| DESCRIPTION OF THE TASK |
Look for the string "BandScale" in the material below. Copy every line where you find it.

| DATA FOR THE TASK |
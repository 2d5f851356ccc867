use approx::assert_relative_eq;
use survey_charts::ChartError;
use survey_charts::core::{BandScale, LinearScale};

#[test]
fn linear_scale_maps_domain_onto_inverted_range() {
    let scale = LinearScale::new(0.0, 50.0)
        .expect("valid scale")
        .with_range(370.0, 30.0)
        .expect("valid range");

    assert_relative_eq!(scale.domain_to_pixel(0.0).expect("to pixel"), 370.0);
    assert_relative_eq!(scale.domain_to_pixel(50.0).expect("to pixel"), 30.0);
    assert_relative_eq!(scale.domain_to_pixel(25.0).expect("to pixel"), 200.0);
}

#[test]
fn linear_scale_does_not_clamp_values_outside_domain() {
    let scale = LinearScale::new(0.0, 50.0)
        .expect("valid scale")
        .with_range(370.0, 30.0)
        .expect("valid range");

    let px = scale.domain_to_pixel(60.0).expect("to pixel");
    assert_relative_eq!(px, -38.0, epsilon = 1e-9);
    assert!(px < 30.0);
}

#[test]
fn linear_scale_round_trip_within_tolerance() {
    let scale = LinearScale::new(10.0, 110.0)
        .expect("valid scale")
        .with_range(0.0, 1000.0)
        .expect("valid range");

    let original = 42.5;
    let px = scale.domain_to_pixel(original).expect("to pixel");
    let recovered = scale.pixel_to_domain(px).expect("from pixel");

    assert!((recovered - original).abs() <= 1e-9);
}

#[test]
fn degenerate_domain_is_rejected() {
    let err = LinearScale::new(5.0, 5.0).expect_err("zero-width domain must fail");
    assert!(matches!(err, ChartError::InvalidData(_)));

    assert!(LinearScale::new(f64::NAN, 1.0).is_err());
}

#[test]
fn non_finite_value_is_rejected() {
    let scale = LinearScale::new(0.0, 1.0).expect("valid scale");
    assert!(scale.domain_to_pixel(f64::INFINITY).is_err());
}

#[test]
fn nice_keeps_round_domain_and_extends_ragged_one() {
    let round = LinearScale::new(0.0, 50.0).expect("valid scale").nice(10);
    assert_eq!(round.domain(), (0.0, 50.0));

    let ragged = LinearScale::new(0.0, 47.3).expect("valid scale").nice(10);
    assert_eq!(ragged.domain(), (0.0, 50.0));

    let wide = LinearScale::new(0.0, 88.0).expect("valid scale").nice(10);
    assert_eq!(wide.domain(), (0.0, 90.0));
}

#[test]
fn ticks_step_by_five_over_survey_domain() {
    let ticks = LinearScale::new(0.0, 50.0).expect("valid scale").ticks(10);

    assert_eq!(ticks.len(), 11);
    for (index, tick) in ticks.iter().enumerate() {
        assert_relative_eq!(*tick, index as f64 * 5.0);
    }
}

#[test]
fn ticks_handle_sub_unit_steps() {
    let ticks = LinearScale::new(0.0, 1.0).expect("valid scale").ticks(5);

    let expected = [0.0, 0.2, 0.4, 0.6, 0.8, 1.0];
    assert_eq!(ticks.len(), expected.len());
    for (tick, expected) in ticks.iter().zip(expected) {
        assert_relative_eq!(*tick, expected, epsilon = 1e-12);
    }
}

#[test]
fn ticks_follow_reversed_domain() {
    let ticks = LinearScale::new(10.0, 0.0).expect("valid scale").ticks(5);
    assert_eq!(ticks.first().copied(), Some(10.0));
    assert_eq!(ticks.last().copied(), Some(0.0));
}

#[test]
fn band_scale_splits_range_with_padding() {
    let scale = BandScale::new(["a", "b"], 80.0, 1080.0)
        .expect("valid band scale")
        .with_padding(0.1)
        .expect("valid padding");

    let step = 1000.0 / 2.1;
    assert_relative_eq!(scale.step(), step, epsilon = 1e-9);
    assert_relative_eq!(scale.bandwidth(), step * 0.9, epsilon = 1e-9);

    let first = scale.position("a").expect("known category");
    let second = scale.position("b").expect("known category");
    assert_relative_eq!(first, 80.0 + step * 0.1, epsilon = 1e-9);
    assert_relative_eq!(second - first, step, epsilon = 1e-9);
    assert_relative_eq!(
        scale.center("a").expect("known category"),
        first + scale.bandwidth() / 2.0,
        epsilon = 1e-9
    );
}

#[test]
fn band_scale_collapses_duplicates_and_ignores_unknown() {
    let scale = BandScale::new(["a", "a", "b"], 0.0, 300.0).expect("valid band scale");

    assert_eq!(scale.len(), 2);
    assert_eq!(scale.domain().collect::<Vec<_>>(), vec!["a", "b"]);
    assert_eq!(scale.position("missing"), None);
}

#[test]
fn band_scale_supports_reversed_range() {
    let scale = BandScale::new(["a", "b", "c"], 300.0, 0.0).expect("valid band scale");

    let a = scale.position("a").expect("known category");
    let c = scale.position("c").expect("known category");
    assert!(a > c);
    assert_relative_eq!(scale.bandwidth(), 100.0, epsilon = 1e-9);
}

#[test]
fn band_scale_rejects_out_of_range_padding() {
    let scale = BandScale::new(["a"], 0.0, 100.0).expect("valid band scale");
    assert!(scale.with_padding(1.5).is_err());
}
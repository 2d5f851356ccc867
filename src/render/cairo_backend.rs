use cairo::{Context, Format, ImageSurface};
use pango::{FontDescription, Weight};
use std::f64::consts::PI;
use std::path::Path;

use crate::error::{ChartError, ChartResult};
use crate::render::{Color, FontWeight, RenderFrame, Renderer, TextHAlign};

#[derive(Debug, Clone, Copy, PartialEq, Eq, Default)]
pub struct CairoRenderStats {
    pub lines_drawn: usize,
    pub rects_drawn: usize,
    pub circles_drawn: usize,
    pub texts_drawn: usize,
}

/// Optional extension trait for renderers that can draw into an external Cairo
/// context (for example a GTK `DrawingArea` callback).
pub trait CairoContextRenderer {
    fn render_on_cairo_context(
        &mut self,
        context: &Context,
        frame: &RenderFrame,
    ) -> ChartResult<()>;
}

/// Cairo + Pango + PangoCairo raster backend.
///
/// Renders offscreen into an image surface through `Renderer::render`, or
/// in place on an external Cairo context through `CairoContextRenderer`.
/// Each pass paints the clear color first.
#[derive(Debug)]
pub struct CairoRenderer {
    surface: ImageSurface,
    clear_color: Color,
    last_stats: CairoRenderStats,
}

impl CairoRenderer {
    pub fn new(width: i32, height: i32) -> ChartResult<Self> {
        if width <= 0 || height <= 0 {
            return Err(ChartError::InvalidData(
                "cairo surface size must be > 0".to_owned(),
            ));
        }

        let surface = ImageSurface::create(Format::ARgb32, width, height)
            .map_err(|err| map_backend_error("failed to create cairo surface", err))?;
        Ok(Self {
            surface,
            clear_color: Color::WHITE,
            last_stats: CairoRenderStats::default(),
        })
    }

    #[must_use]
    pub fn surface(&self) -> &ImageSurface {
        &self.surface
    }

    pub fn set_clear_color(&mut self, color: Color) -> ChartResult<()> {
        color.validate()?;
        self.clear_color = color;
        Ok(())
    }

    #[must_use]
    pub fn last_stats(&self) -> CairoRenderStats {
        self.last_stats
    }

    /// Writes the current surface as PNG.
    pub fn write_png(&self, path: impl AsRef<Path>) -> ChartResult<()> {
        let mut file = std::fs::File::create(path.as_ref())?;
        self.surface
            .write_to_png(&mut file)
            .map_err(|err| ChartError::InvalidData(format!("failed to write png: {err}")))
    }

    fn render_with_context(&mut self, context: &Context, frame: &RenderFrame) -> ChartResult<()> {
        frame.validate()?;
        self.clear_color.validate()?;

        apply_color(context, self.clear_color);
        context
            .paint()
            .map_err(|err| map_backend_error("failed to clear surface", err))?;

        let mut stats = CairoRenderStats::default();

        for rect in &frame.rects {
            context.rectangle(rect.x, rect.y, rect.width, rect.height);
            fill_and_stroke(context, rect.fill_color, rect.border_width, rect.border_color)?;
            stats.rects_drawn += 1;
        }

        for circle in &frame.circles {
            context.new_sub_path();
            context.arc(circle.cx, circle.cy, circle.radius, 0.0, 2.0 * PI);
            fill_and_stroke(
                context,
                circle.fill_color,
                circle.border_width,
                circle.border_color,
            )?;
            stats.circles_drawn += 1;
        }

        for line in &frame.lines {
            apply_color(context, line.color);
            context.set_line_width(line.stroke_width);
            context.move_to(line.x1, line.y1);
            context.line_to(line.x2, line.y2);
            context
                .stroke()
                .map_err(|err| map_backend_error("failed to stroke line", err))?;
            stats.lines_drawn += 1;
        }

        for text in &frame.texts {
            let layout = pangocairo::functions::create_layout(context);
            let mut font_description =
                FontDescription::from_string(&format!("Sans {}px", text.font_size_px));
            if text.font_weight == FontWeight::Bold {
                font_description.set_weight(Weight::Bold);
            }
            layout.set_font_description(Some(&font_description));
            layout.set_text(&text.text);

            let (text_width, _text_height) = layout.pixel_size();
            let offset_x = match text.h_align {
                TextHAlign::Left => 0.0,
                TextHAlign::Center => -f64::from(text_width) / 2.0,
                TextHAlign::Right => -f64::from(text_width),
            };
            let baseline = f64::from(layout.baseline()) / f64::from(pango::SCALE);

            context
                .save()
                .map_err(|err| map_backend_error("failed to save context", err))?;
            context.translate(text.x, text.y);
            context.rotate(text.rotation_deg.to_radians());
            apply_color(context, text.color);
            context.move_to(offset_x, -baseline);
            pangocairo::functions::show_layout(context, &layout);
            context
                .restore()
                .map_err(|err| map_backend_error("failed to restore context", err))?;
            stats.texts_drawn += 1;
        }

        self.last_stats = stats;
        Ok(())
    }
}

impl Renderer for CairoRenderer {
    fn render(&mut self, frame: &RenderFrame) -> ChartResult<()> {
        let context = Context::new(&self.surface)
            .map_err(|err| map_backend_error("failed to create cairo context", err))?;
        self.render_with_context(&context, frame)
    }
}

impl CairoContextRenderer for CairoRenderer {
    fn render_on_cairo_context(
        &mut self,
        context: &Context,
        frame: &RenderFrame,
    ) -> ChartResult<()> {
        self.render_with_context(context, frame)
    }
}

fn apply_color(context: &Context, color: Color) {
    context.set_source_rgba(color.red, color.green, color.blue, color.alpha);
}

fn fill_and_stroke(
    context: &Context,
    fill: Color,
    border_width: f64,
    border_color: Color,
) -> ChartResult<()> {
    apply_color(context, fill);
    if border_width > 0.0 {
        context
            .fill_preserve()
            .map_err(|err| map_backend_error("failed to fill shape", err))?;
        apply_color(context, border_color);
        context.set_line_width(border_width);
        context
            .stroke()
            .map_err(|err| map_backend_error("failed to stroke shape border", err))
    } else {
        context
            .fill()
            .map_err(|err| map_backend_error("failed to fill shape", err))
    }
}

fn map_backend_error(prefix: &str, err: cairo::Error) -> ChartError {
    ChartError::InvalidData(format!("{prefix}: {err}"))
}
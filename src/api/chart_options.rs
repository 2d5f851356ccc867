use serde::{Deserialize, Serialize};

use crate::core::types::{ensure_non_negative, ensure_positive};
use crate::core::{Margins, Viewport};
use crate::error::{ChartError, ChartResult};
use crate::render::Palette;

/// Root font size the em-based offsets are measured against.
pub const ROOT_FONT_SIZE_PX: f64 = 16.0;

/// Word-wrap and truncation rules for bubble labels.
#[derive(Debug, Clone, Copy, PartialEq, Eq, Serialize, Deserialize)]
pub struct LabelWrapRules {
    /// Maximum characters per wrapped line.
    pub wrap_width: usize,
    /// Categories longer than this are truncated.
    pub truncate_threshold: usize,
    /// Characters kept before the ellipsis when truncating.
    pub truncate_length: usize,
}

impl Default for LabelWrapRules {
    fn default() -> Self {
        Self {
            wrap_width: 15,
            truncate_threshold: 15,
            truncate_length: 20,
        }
    }
}

/// Packed bubble chart setup.
#[derive(Debug, Clone, Copy, PartialEq, Serialize, Deserialize)]
#[serde(default)]
pub struct BubbleChartOptions {
    pub canvas: Viewport,
    pub margins: Margins,
    pub padding: f64,
    /// Drawn radius relative to the packed radius.
    pub radius_scale: f64,
    pub palette: Palette,
    pub border_width: f64,
    pub label_font_size_px: f64,
    pub label_rules: LabelWrapRules,
}

impl Default for BubbleChartOptions {
    fn default() -> Self {
        Self {
            canvas: Viewport::new(1200, 700),
            margins: Margins::new(100.0, 20.0, 30.0, 20.0),
            padding: 25.0,
            radius_scale: 1.15,
            palette: Palette::Category10,
            border_width: 1.0,
            label_font_size_px: 0.9 * ROOT_FONT_SIZE_PX,
            label_rules: LabelWrapRules::default(),
        }
    }
}

impl BubbleChartOptions {
    #[must_use]
    pub fn with_canvas(mut self, canvas: Viewport) -> Self {
        self.canvas = canvas;
        self
    }

    #[must_use]
    pub fn with_margins(mut self, margins: Margins) -> Self {
        self.margins = margins;
        self
    }

    #[must_use]
    pub fn with_padding(mut self, padding: f64) -> Self {
        self.padding = padding;
        self
    }

    #[must_use]
    pub fn with_palette(mut self, palette: Palette) -> Self {
        self.palette = palette;
        self
    }

    /// Drawing area inside the margins.
    pub fn inner_size(&self) -> ChartResult<(f64, f64)> {
        inner_size(self.canvas, self.margins)
    }

    pub fn validate(&self) -> ChartResult<()> {
        self.canvas.validate()?;
        self.margins.validate()?;
        self.inner_size()?;
        ensure_non_negative(self.padding, "bubble padding")?;
        ensure_positive(self.radius_scale, "bubble radius scale")?;
        ensure_non_negative(self.border_width, "bubble border width")?;
        ensure_positive(self.label_font_size_px, "bubble label font size")?;
        if self.label_rules.wrap_width == 0 {
            return Err(ChartError::InvalidData(
                "label wrap width must be > 0".to_owned(),
            ));
        }
        Ok(())
    }
}

/// How the bar chart's value axis picks its domain.
#[derive(Debug, Clone, Copy, PartialEq, Serialize, Deserialize)]
#[serde(tag = "mode", rename_all = "snake_case")]
pub enum ValueDomainPolicy {
    /// Constant domain; values above `max` draw past the plot top.
    Fixed { min: f64, max: f64 },
    /// `[0, max(value) * headroom]`.
    FromData { headroom: f64 },
}

impl Default for ValueDomainPolicy {
    fn default() -> Self {
        Self::Fixed {
            min: 0.0,
            max: 50.0,
        }
    }
}

impl ValueDomainPolicy {
    /// Resolves the domain for `values`, widening empty or flat spans to
    /// one unit.
    #[must_use]
    pub fn resolve(self, values: impl Iterator<Item = f64>) -> (f64, f64) {
        let (min, max) = match self {
            Self::Fixed { min, max } => (min, max),
            Self::FromData { headroom } => {
                let data_max = values.fold(0.0_f64, f64::max);
                (0.0, data_max * headroom)
            }
        };
        if max > min { (min, max) } else { (min, min + 1.0) }
    }

    fn validate(self) -> ChartResult<()> {
        match self {
            Self::Fixed { min, max } => {
                if !min.is_finite() || !max.is_finite() || max <= min {
                    return Err(ChartError::InvalidData(
                        "fixed value domain must be finite with max > min".to_owned(),
                    ));
                }
                Ok(())
            }
            Self::FromData { headroom } => ensure_positive(headroom, "value domain headroom"),
        }
    }
}

/// Vertical bar chart setup.
#[derive(Debug, Clone, PartialEq, Serialize, Deserialize)]
#[serde(default)]
pub struct BarChartOptions {
    pub canvas: Viewport,
    pub margins: Margins,
    /// Inner and outer band padding as a fraction of the band step.
    pub band_padding: f64,
    pub value_domain: ValueDomainPolicy,
    pub palette: Palette,
    pub tick_count: usize,
    pub tick_size_px: f64,
    pub tick_padding_px: f64,
    pub category_label_font_size_px: f64,
    pub category_label_rotation_deg: f64,
    pub value_axis_font_size_px: f64,
    pub value_label_font_size_px: f64,
    /// Gap between a bar's top and its value label.
    pub value_label_offset_px: f64,
    pub title_font_size_px: f64,
    pub category_axis_title: String,
    pub value_axis_title: String,
}

impl Default for BarChartOptions {
    fn default() -> Self {
        Self {
            canvas: Viewport::new(1200, 700),
            margins: Margins::new(30.0, 20.0, 150.0, 80.0),
            band_padding: 0.1,
            value_domain: ValueDomainPolicy::default(),
            palette: Palette::Category10,
            tick_count: 10,
            tick_size_px: 6.0,
            tick_padding_px: 3.0,
            category_label_font_size_px: 10.0,
            category_label_rotation_deg: -45.0,
            value_axis_font_size_px: 0.8 * ROOT_FONT_SIZE_PX,
            value_label_font_size_px: 0.8 * ROOT_FONT_SIZE_PX,
            value_label_offset_px: 5.0,
            title_font_size_px: ROOT_FONT_SIZE_PX,
            category_axis_title: "Categories".to_owned(),
            value_axis_title: "Percentage of Responses".to_owned(),
        }
    }
}

impl BarChartOptions {
    #[must_use]
    pub fn with_canvas(mut self, canvas: Viewport) -> Self {
        self.canvas = canvas;
        self
    }

    #[must_use]
    pub fn with_margins(mut self, margins: Margins) -> Self {
        self.margins = margins;
        self
    }

    #[must_use]
    pub fn with_value_domain(mut self, policy: ValueDomainPolicy) -> Self {
        self.value_domain = policy;
        self
    }

    #[must_use]
    pub fn with_band_padding(mut self, band_padding: f64) -> Self {
        self.band_padding = band_padding;
        self
    }

    pub fn inner_size(&self) -> ChartResult<(f64, f64)> {
        inner_size(self.canvas, self.margins)
    }

    pub fn validate(&self) -> ChartResult<()> {
        self.canvas.validate()?;
        self.margins.validate()?;
        let (width, height) = self.inner_size()?;
        if width - self.margins.right <= self.margins.left
            || height - self.margins.bottom <= self.margins.top
        {
            return Err(ChartError::InvalidData(
                "bar chart plot area collapses inside its margins".to_owned(),
            ));
        }
        if !self.band_padding.is_finite() || !(0.0..=1.0).contains(&self.band_padding) {
            return Err(ChartError::InvalidData(
                "band padding must be finite and in [0, 1]".to_owned(),
            ));
        }
        self.value_domain.validate()?;
        ensure_non_negative(self.tick_size_px, "tick size")?;
        ensure_non_negative(self.tick_padding_px, "tick padding")?;
        ensure_positive(self.category_label_font_size_px, "category label font size")?;
        ensure_positive(self.value_axis_font_size_px, "value axis font size")?;
        ensure_positive(self.value_label_font_size_px, "value label font size")?;
        ensure_positive(self.title_font_size_px, "title font size")
    }
}

/// One treemap panel; two panels share the `total_width`.
#[derive(Debug, Clone, Copy, PartialEq, Serialize, Deserialize)]
#[serde(default)]
pub struct TreemapOptions {
    /// Width shared by both treemap panels.
    pub total_width: f64,
    pub height: f64,
    pub margins: Margins,
    pub padding: f64,
    pub palette: Palette,
    pub border_width: f64,
    pub label_font_size_px: f64,
}

impl Default for TreemapOptions {
    fn default() -> Self {
        Self {
            total_width: 2400.0,
            height: 700.0,
            margins: Margins::new(30.0, 20.0, 30.0, 60.0),
            padding: 4.0,
            palette: Palette::Category10,
            border_width: 1.0,
            label_font_size_px: 0.65 * ROOT_FONT_SIZE_PX,
        }
    }
}

impl TreemapOptions {
    #[must_use]
    pub fn with_palette(mut self, palette: Palette) -> Self {
        self.palette = palette;
        self
    }

    #[must_use]
    pub fn with_padding(mut self, padding: f64) -> Self {
        self.padding = padding;
        self
    }

    /// Partition area of one panel: half of the width left after margins.
    #[must_use]
    pub fn layout_size(&self) -> (f64, f64) {
        (
            (self.total_width - self.margins.horizontal()) / 2.0,
            self.height - self.margins.vertical(),
        )
    }

    /// Panel canvas including margins.
    #[must_use]
    pub fn canvas(&self) -> Viewport {
        let (width, _) = self.layout_size();
        Viewport::new(
            (width + self.margins.horizontal()).round().max(0.0) as u32,
            self.height.round().max(0.0) as u32,
        )
    }

    pub fn validate(&self) -> ChartResult<()> {
        ensure_positive(self.total_width, "treemap total width")?;
        ensure_positive(self.height, "treemap height")?;
        self.margins.validate()?;
        let (width, height) = self.layout_size();
        ensure_positive(width, "treemap layout width")?;
        ensure_positive(height, "treemap layout height")?;
        ensure_non_negative(self.padding, "treemap padding")?;
        ensure_non_negative(self.border_width, "treemap border width")?;
        ensure_positive(self.label_font_size_px, "treemap label font size")
    }
}

fn inner_size(canvas: Viewport, margins: Margins) -> ChartResult<(f64, f64)> {
    let width = f64::from(canvas.width) - margins.horizontal();
    let height = f64::from(canvas.height) - margins.vertical();
    if width <= 0.0 || height <= 0.0 {
        return Err(ChartError::InvalidData(format!(
            "margins leave no drawing area on a {}x{} canvas",
            canvas.width, canvas.height
        )));
    }
    Ok((width, height))
}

| EXERCISE OUTPUT |
use survey_charts::core::{BandScale, LinearScale};
    let scale = BandScale::new(["a", "b"], 80.0, 1080.0)
    let scale = BandScale::new(["a", "a", "b"], 0.0, 300.0).expect("valid band scale");
    let scale = BandScale::new(["a", "b", "c"], 300.0, 0.0).expect("valid band scale");
    let scale = BandScale::new(["a"], 0.0, 100.0).expect("valid band scale");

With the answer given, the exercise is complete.